Paul and I started a city magazine in the 80s—and Howard was involved in that venture as well. (We could always count on Howard for money. Howard had the midas touch!) City mags were just coming into vogue at that time, and we never had so much fun in our lives. We got so excited if we made any kind of a profit…every little thing was cause for celebration. Of course, we borrowed money at 23% and we had to teach ourselves the technology which was photographic at the time and heavily dependent on the silver market. What the heck, we were in our 30s and thought we could do anything. Living in Wichita, a town at that time pretty much encased in the 50s, clueless people like us could just about do anything and succeed.

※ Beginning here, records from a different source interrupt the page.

//! Coordinator backed by a JSON snapshot file

use anyhow::{Context, Result};
use arc_swap::ArcSwap;
use std::path::{Path, PathBuf};
use std::sync::Arc;
use std::time::Duration;
use wl_sens_core::{Coordinator, CurrentConditions};

use crate::config::StationConfig;

/// Serves the last snapshot read from disk
///
/// Each `refresh` parses the whole file and swaps the new snapshot in
/// atomically. A failed refresh keeps the previous snapshot, so readers
/// never observe a partially written file.
pub struct FileCoordinator {
    path: PathBuf,
    snapshot: ArcSwap<CurrentConditions>,
    poll_interval: Option<Duration>,
    device_label: String,
    device_id: String,
}

impl FileCoordinator {
    /// Create a coordinator with an empty snapshot
    pub fn new(path: impl Into<PathBuf>, station: &StationConfig) -> Self {
        Self {
            path: path.into(),
            snapshot: ArcSwap::from_pointee(CurrentConditions::new()),
            poll_interval: station.poll_interval(),
            device_label: station.device_label.clone(),
            device_id: station.device_id.clone(),
        }
    }

    pub fn path(&self) -> &Path {
        &self.path
    }

    /// Re-read the snapshot file
    pub fn refresh(&self) -> Result<()> {
        let content = std::fs::read_to_string(&self.path)
            .with_context(|| format!("Failed to read {}", self.path.display()))?;
        let snapshot: CurrentConditions = serde_json::from_str(&content)
            .with_context(|| format!("Failed to parse {}", self.path.display()))?;

        log::debug!(
            "Loaded snapshot from {} with {} record(s)",
            self.path.display(),
            snapshot.len()
        );
        self.replace(snapshot);
        Ok(())
    }

    /// Swap in a new snapshot
    pub fn replace(&self, snapshot: CurrentConditions) {
        self.snapshot.store(Arc::new(snapshot));
    }
}

impl Coordinator for FileCoordinator {
    fn current_snapshot(&self) -> Arc<CurrentConditions> {
        self.snapshot.load_full()
    }

    fn poll_interval(&self) -> Option<Duration> {
        self.poll_interval
    }

    fn device_label(&self) -> &str {
        &self.device_label
    }

    fn device_id(&self) -> &str {
        &self.device_id
    }
}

An ironic venture was the NO! Game, a card game that played into the dangers of smoking and drinking (imagine Paul creating that!) which we sold to some teaching organization for several thousand dollars. Paul published a Wichita monopoly game; developed a toy chest that looked like a toy block; chased the market with gourmet popcorn, and the coup de gras that ended his entrepreneurial run: a corregated bird feeder, filled with seed, that you could punch up and hang from a tree. The demise of the feeder came when Hartz Mountain tested it in its warehouse. The bird seed had somehow gotten infected, and when Hartz unpacked the feeders, weevils flew into the atmosphere. Needless to say, that ended his dream.

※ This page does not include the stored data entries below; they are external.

//! Registry of metric descriptors
//!
//! Descriptors are appended in declaration order, which is also the order
//! activation hands sensors out in. The process-wide registry is built and
//! sealed once at startup and is read-only afterwards.

use crate::descriptor::SensorDescriptor;
use crate::error::RegistryError;
use once_cell::sync::{Lazy, OnceCell};
use std::sync::Arc;

/// Ordered collection of descriptors
#[derive(Debug, Default)]
pub struct Registry {
    descriptors: Vec<Arc<SensorDescriptor>>,
    sealed: bool,
}

impl Registry {
    /// Create a new empty registry
    pub fn new() -> Self {
        Self::default()
    }

    /// Append a descriptor
    ///
    /// Each key may be registered exactly once, and nothing can be added
    /// after the registry has been sealed.
    pub fn register(&mut self, descriptor: SensorDescriptor) -> Result<(), RegistryError> {
        if self.sealed {
            return Err(RegistryError::Sealed(descriptor.key().to_string()));
        }
        if self.get(descriptor.key()).is_some() {
            return Err(RegistryError::DuplicateKey(descriptor.key().to_string()));
        }

        log::trace!(
            "Registered sensor {} (requires {})",
            descriptor.key(),
            descriptor.requirements()
        );
        self.descriptors.push(Arc::new(descriptor));
        Ok(())
    }

    /// Freeze the registry
    pub fn seal(&mut self) {
        self.sealed = true;
    }

    pub fn is_sealed(&self) -> bool {
        self.sealed
    }

    /// All descriptors in declaration order
    pub fn descriptors(&self) -> &[Arc<SensorDescriptor>] {
        &self.descriptors
    }

    /// Look a descriptor up by key
    pub fn get(&self, key: &str) -> Option<&Arc<SensorDescriptor>> {
        self.descriptors.iter().find(|d| d.key() == key)
    }

    /// List all registered keys in declaration order
    pub fn keys(&self) -> Vec<&'static str> {
        self.descriptors.iter().map(|d| d.key()).collect()
    }

    pub fn len(&self) -> usize {
        self.descriptors.len()
    }

    pub fn is_empty(&self) -> bool {
        self.descriptors.is_empty()
    }
}

static GLOBAL_REGISTRY: OnceCell<Registry> = OnceCell::new();

static EMPTY_REGISTRY: Lazy<Registry> = Lazy::new(|| Registry {
    descriptors: Vec::new(),
    sealed: true,
});

/// Build, seal and publish the process-wide registry
///
/// Only the first call runs `populate`; later calls return the registry
/// that is already installed. The registry lives until process exit.
pub fn init_global_registry<F>(populate: F) -> Result<&'static Registry, RegistryError>
where
    F: FnOnce(&mut Registry) -> Result<(), RegistryError>,
{
    GLOBAL_REGISTRY.get_or_try_init(|| {
        let mut registry = Registry::new();
        populate(&mut registry)?;
        registry.seal();
        log::info!("Sensor registry initialized with {} sensors", registry.len());
        Ok(registry)
    })
}

/// Get the process-wide registry
///
/// Returns an empty, sealed registry until `init_global_registry` has run.
pub fn global_registry() -> &'static Registry {
    GLOBAL_REGISTRY.get().unwrap_or(&EMPTY_REGISTRY)
}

Years later, after our son started law school, Paul learned they were using his bird feeder as a test case…so in the end, it had a purpose afterall.
Paul lost his voice in the late 80s. An accident paralyzed his vocal chord and he had to have Teflon inserted around the chord to give him resonance. That impacted his working life from then on and sadly, became the site for throat cancer at the end of his life.
Paul kept a scrapbook of his days at Yale…I truly believe they were his best days. He’d talk about the accomplishments of his classmates with such pride, and drag out his Yale yearbook and point to the men he was talking about. I think secretly Paul blamed the big changes in the Ivy League, Yale and country on letting women into the university. He loved Yale the way it was and took great pride in telling his son his picture was on the wall at Mory’s.
Paul was a men’s club kind of guy, and when he took me back to Yale after we were married to show me the eating clubs, I think he was stunned to see men and women with long, stingy hair and flip flops wading about the hallowed halls. I remember asking, “Who are those people, Paul.” And he replied, “Townies.”
Paul did not have it easy at the end. His working life grew cold and that’s really the one thing he loved to do: work. Like many men of a certain era, he did not have hobbies, didn’t play sports after the 80s and became frustrated with the political world. He did not embrace changes in technology and wondered as many of us did what made the world tick at the turn of the century.
In 2005, Paul developed cancer. He did not suffer much and was stoic to the end. He was a great dad, and while there are few photos since I cut them all up and made a huge, framed photo montage in one of my bursts of creative energy, I am sending along two photos of our son taken recently on a trip to England. If you want to know what Paul looked like in his 40s, just look at our son. He looks exactly like his dad.